Кодзука лежал в постели весь сезон дождей. В это время он часто слушал передачи со скачек в Японии по коротковолновому японскому радио, и Кодзука рассказал мне об основах конного спорта. Даже сейчас я помню один забег из Японского дерби, которое было перенесено с мая на июль из-за забастовки тренеров или чего-то подобного. Ставки сосредоточились на трёх известных лошадях, но мы с Кодзукой сходились на том, что четвертая в рейтинге лошадь выглядела победителем.
"В дерби участвует более двадцати лошадей" сказал Кодзука. "Случиться может что угодно. Я согласен, что эта лошадь не такая сильная, как первые три, но если тренер не будет слишком гонять ее за день до соревнований, я думаю, она оторвётся от остальных и они его не догонят."
Так всё и вышло, и та лошадь обошла всех на шесть корпусов. Нас с Кодзукой поглотило самодовольство, в особенности от того, что ни до, ни после эта коняга не выигрывала практически ни одной гонки.
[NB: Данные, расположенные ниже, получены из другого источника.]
use std::collections::BTreeMap;
use std::fmt;

use chrono::{DateTime, Utc};
use serde::{Deserialize, Serialize};

use crate::economy::ConversionLog;
use crate::equipment::{COMMON_ENERGY, COMMON_HEALTH, Loadout};
use crate::item::{ItemCounts, ItemKind};
use crate::ore::{OreCounts, OreKind};
use crate::time::{fresh_count, is_stale};
use crate::zone::Zone;

/// Stable player identity (the player's wallet address).
#[derive(Debug, Clone, PartialEq, Eq, Hash, PartialOrd, Ord, Serialize, Deserialize)]
#[serde(transparent)]
pub struct PlayerId(String);

impl PlayerId {
    pub fn new(id: impl Into<String>) -> Self {
        Self(id.into())
    }

    pub fn as_str(&self) -> &str {
        &self.0
    }
}

impl fmt::Display for PlayerId {
    fn fmt(&self, f: &mut fmt::Formatter<'_>) -> fmt::Result {
        f.write_str(&self.0)
    }
}

impl From<&str> for PlayerId {
    fn from(s: &str) -> Self {
        Self(s.to_string())
    }
}

#[derive(Debug, Clone, Copy, PartialEq, Serialize, Deserialize)]
pub struct Position {
    pub x: f64,
    pub y: f64,
}

impl Default for Position {
    fn default() -> Self {
        Self { x: -8.0, y: -1.0 }
    }
}

/// Durable per-player game state.
#[derive(Debug, Clone, PartialEq)]
pub struct PlayerRecord {
    pub id: PlayerId,
    pub life: i64,
    pub energy: i64,
    pub ores: OreCounts,
    pub items: ItemCounts,
    pub position: Position,
    pub miner_points: i64,
    pub amazonites: i64,
    pub deaths: Vec<DateTime<Utc>>,
    pub amazonite_converted: Vec<DateTime<Utc>>,
    pub vip_amazonite_converted: Vec<DateTime<Utc>>,
    pub map_created_at: Option<DateTime<Utc>>,
    /// Session id of the live connection, if any.
    pub connection_id: Option<String>,
    pub last_connected_at: Option<DateTime<Utc>>,
}

impl PlayerRecord {
    pub fn new(id: PlayerId) -> Self {
        Self {
            id,
            life: COMMON_HEALTH,
            energy: COMMON_ENERGY,
            ores: OreCounts::default(),
            items: ItemCounts::default(),
            position: Position::default(),
            miner_points: 0,
            amazonites: 0,
            deaths: Vec::new(),
            amazonite_converted: Vec::new(),
            vip_amazonite_converted: Vec::new(),
            map_created_at: None,
            connection_id: None,
            last_connected_at: None,
        }
    }

    pub fn last_death(&self) -> Option<DateTime<Utc>> {
        self.deaths.iter().max().copied()
    }

    pub fn conversions(&self, log: ConversionLog) -> &[DateTime<Utc>] {
        match log {
            ConversionLog::Standard => &self.amazonite_converted,
            ConversionLog::Vip => &self.vip_amazonite_converted,
        }
    }

    pub fn conversions_mut(&mut self, log: ConversionLog) -> &mut Vec<DateTime<Utc>> {
        match log {
            ConversionLog::Standard => &mut self.amazonite_converted,
            ConversionLog::Vip => &mut self.vip_amazonite_converted,
        }
    }
}

/// Full game snapshot pushed to the client as `player_data`.
#[derive(Debug, Clone, PartialEq, Serialize)]
#[serde(rename_all = "camelCase")]
pub struct PlayerSnapshot {
    pub is_vip: bool,
    pub deaths: usize,
    pub life: i64,
    pub energy: i64,
    pub max_life: i64,
    pub max_energy: i64,
    pub max_lbs: i64,
    pub amz_conversion: i64,
    #[serde(flatten)]
    pub ores: BTreeMap<OreKind, i64>,
    pub position_x: f64,
    pub position_y: f64,
    #[serde(flatten)]
    pub items: BTreeMap<ItemKind, i64>,
    pub should_create_map: bool,
    pub miner_points: i64,
    pub helmet: String,
    pub pickaxe: String,
    pub armour: String,
    pub belt: String,
    pub trinket: String,
    pub jetpack: String,
    #[serde(skip_serializing_if = "Option::is_none")]
    pub relic: Option<String>,
    pub buyed_today: usize,
    pub vip_buyed_today: usize,
    pub amazonites: i64,
    /// Persisted zone maps, each encoded as a JSON array string.
    #[serde(flatten)]
    pub maps: BTreeMap<Zone, String>,
}

impl PlayerSnapshot {
    /// Assemble a snapshot from the joined sources. A missing record yields
    /// baseline values.
    pub fn assemble(
        record: Option<&PlayerRecord>,
        is_vip: bool,
        maps: &[(Zone, Vec<i64>)],
        loadout: &Loadout,
        now: DateTime<Utc>,
    ) -> Self {
        let baseline;
        let record = match record {
            Some(r) => r,
            None => {
                baseline = PlayerRecord::new(PlayerId::new(String::new()));
                &baseline
            },
        };

        let maps = maps
            .iter()
            .map(|(zone, tiles)| {
                let encoded = serde_json::to_string(tiles).unwrap_or_else(|_| "[]".to_string());
                (*zone, encoded)
            })
            .collect();

        Self {
            is_vip,
            deaths: fresh_count(&record.deaths, now),
            life: or_baseline(record.life, COMMON_HEALTH),
            energy: or_baseline(record.energy, COMMON_ENERGY),
            max_life: loadout.max_life,
            max_energy: loadout.max_energy,
            max_lbs: loadout.max_weight,
            amz_conversion: loadout.amz_conversion,
            ores: record.ores.iter().collect(),
            position_x: record.position.x,
            position_y: record.position.y,
            items: record.items.iter().collect(),
            should_create_map: record.map_created_at.is_none_or(|at| is_stale(at, now)),
            miner_points: record.miner_points,
            helmet: loadout.helmet.clone(),
            pickaxe: loadout.pickaxe.clone(),
            armour: loadout.armour.clone(),
            belt: loadout.belt.clone(),
            trinket: loadout.trinket.clone(),
            jetpack: loadout.jetpack.clone(),
            relic: loadout.relic.clone(),
            buyed_today: fresh_count(&record.amazonite_converted, now),
            vip_buyed_today: fresh_count(&record.vip_amazonite_converted, now),
            amazonites: record.amazonites,
            maps,
        }
    }
}

/// A stored zero is reported as the baseline value.
fn or_baseline(value: i64, baseline: i64) -> i64 {
    if value == 0 { baseline } else { value }
}

#[cfg(test)]
mod tests {
    use super::*;

    #[test]
    fn new_record_uses_common_baseline() {
        let r = PlayerRecord::new(PlayerId::from("0xabc"));
        assert_eq!(r.life, COMMON_HEALTH);
        assert_eq!(r.energy, COMMON_ENERGY);
        assert_eq!(r.position, Position { x: -8.0, y: -1.0 });
        assert!(r.last_death().is_none());
    }

    #[test]
    fn snapshot_reports_baseline_for_zero_vitals() {
        let now = Utc::now();
        let mut r = PlayerRecord::new(PlayerId::from("0xabc"));
        r.life = 0;
        r.energy = 0;
        let snap = PlayerSnapshot::assemble(Some(&r), false, &[], &Loadout::default(), now);
        assert_eq!(snap.life, COMMON_HEALTH);
        assert_eq!(snap.energy, COMMON_ENERGY);

        r.life = -3;
        r.energy = 7;
        let snap = PlayerSnapshot::assemble(Some(&r), false, &[], &Loadout::default(), now);
        assert_eq!(snap.life, -3);
        assert_eq!(snap.energy, 7);
    }

    #[test]
    fn snapshot_field_names() {
        let now = Utc::now();
        let mut r = PlayerRecord::new(PlayerId::from("0xabc"));
        r.ores.set(OreKind::Gold, 3);
        r.items.set(ItemKind::Medkit, 2);
        r.miner_points = 500;
        r.map_created_at = Some(now);
        let maps = vec![(Zone::Z2s1, vec![0, 1, 9])];
        let snap = PlayerSnapshot::assemble(Some(&r), true, &maps, &Loadout::default(), now);

        let json = serde_json::to_value(&snap).unwrap();
        assert_eq!(json["isVip"], true);
        assert_eq!(json["Gold"], 3);
        assert_eq!(json["Coal"], 0);
        assert_eq!(json["medkit"], 2);
        assert_eq!(json["minerPoints"], 500);
        assert_eq!(json["maxLbs"], 110);
        assert_eq!(json["shouldCreateMap"], false);
        assert_eq!(json["z2s1"], "[0,1,9]");
        assert_eq!(json["positionX"], -8.0);
        assert!(json.get("z1s1").is_none());
        assert!(json.get("relic").is_none());
    }

    #[test]
    fn snapshot_counts_only_todays_entries() {
        let now = Utc::now();
        let yesterday = now - chrono::Duration::days(1);
        let mut r = PlayerRecord::new(PlayerId::from("0xabc"));
        r.deaths = vec![yesterday, now];
        r.amazonite_converted = vec![yesterday, yesterday, now];
        r.vip_amazonite_converted = vec![now, now];
        r.map_created_at = Some(yesterday);
        let snap = PlayerSnapshot::assemble(Some(&r), false, &[], &Loadout::default(), now);
        assert_eq!(snap.deaths, 1);
        assert_eq!(snap.buyed_today, 1);
        assert_eq!(snap.vip_buyed_today, 2);
        assert!(snap.should_create_map);
    }

    #[test]
    fn snapshot_without_record_uses_baseline() {
        let snap =
            PlayerSnapshot::assemble(None, false, &[], &Loadout::default(), Utc::now());
        assert_eq!(snap.life, COMMON_HEALTH);
        assert_eq!(snap.energy, COMMON_ENERGY);
        assert!(snap.should_create_map);
        assert_eq!(snap.ores.len(), OreKind::COUNT);
        assert_eq!(snap.items.len(), ItemKind::COUNT);
    }
}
Когда Кодзука восстановился достаточно, чтобы ходить, мы стали делать ставки на выигрыш в гонке. Выигравший пари в определённый день принимал решения на следующий день. Многое зависело от удачи, конечно, но мы рассудили, что тот, кто угадал победителя, демонстрирует превосходную интуицию, а значит разумно предоставить ему лидирующую роль. Но с равным успехом передача могла потонуть в помехах, и результаты мы не узнавали.
Еще мы слушали популярные музыкальные программы. Мне казалось, что у новых певиц слишком тонкие голоса, и они стоят слишком близко к микрофону. Я предпочитал старых исполнителей, например Норико Авайа, которая исполняла блюз еще до войны. Я слышал передачу, как она пела на Экспо'70 в Осаке, она напомнила мне слышанную когда-то запись Шаляпина, как он пел "Дубинушку".
Сейчас я люблю певцов, которые поют песни на традиционные темы и вкладывают много чувств в исполнение. Когда, вернувшись в Японию, я упомянул об этом в разговоре с братом Тадао, он сказал "Тебе нравятся песни, которые готовят тебя к новому бою".
Думаю, он прав, хотя сам я об этом никогда не задумывался.
Одна из программ, которую я старался слушать всегда, была большое предновогоднее радиопредставление на волне NHK, в котором участвовали все лучшие исполнители. Передача шла на коротких волнах, но мы никогда не слушали её целиком, потому что она продолжалась три часа, а мы не хотели использовать батареи слишком много.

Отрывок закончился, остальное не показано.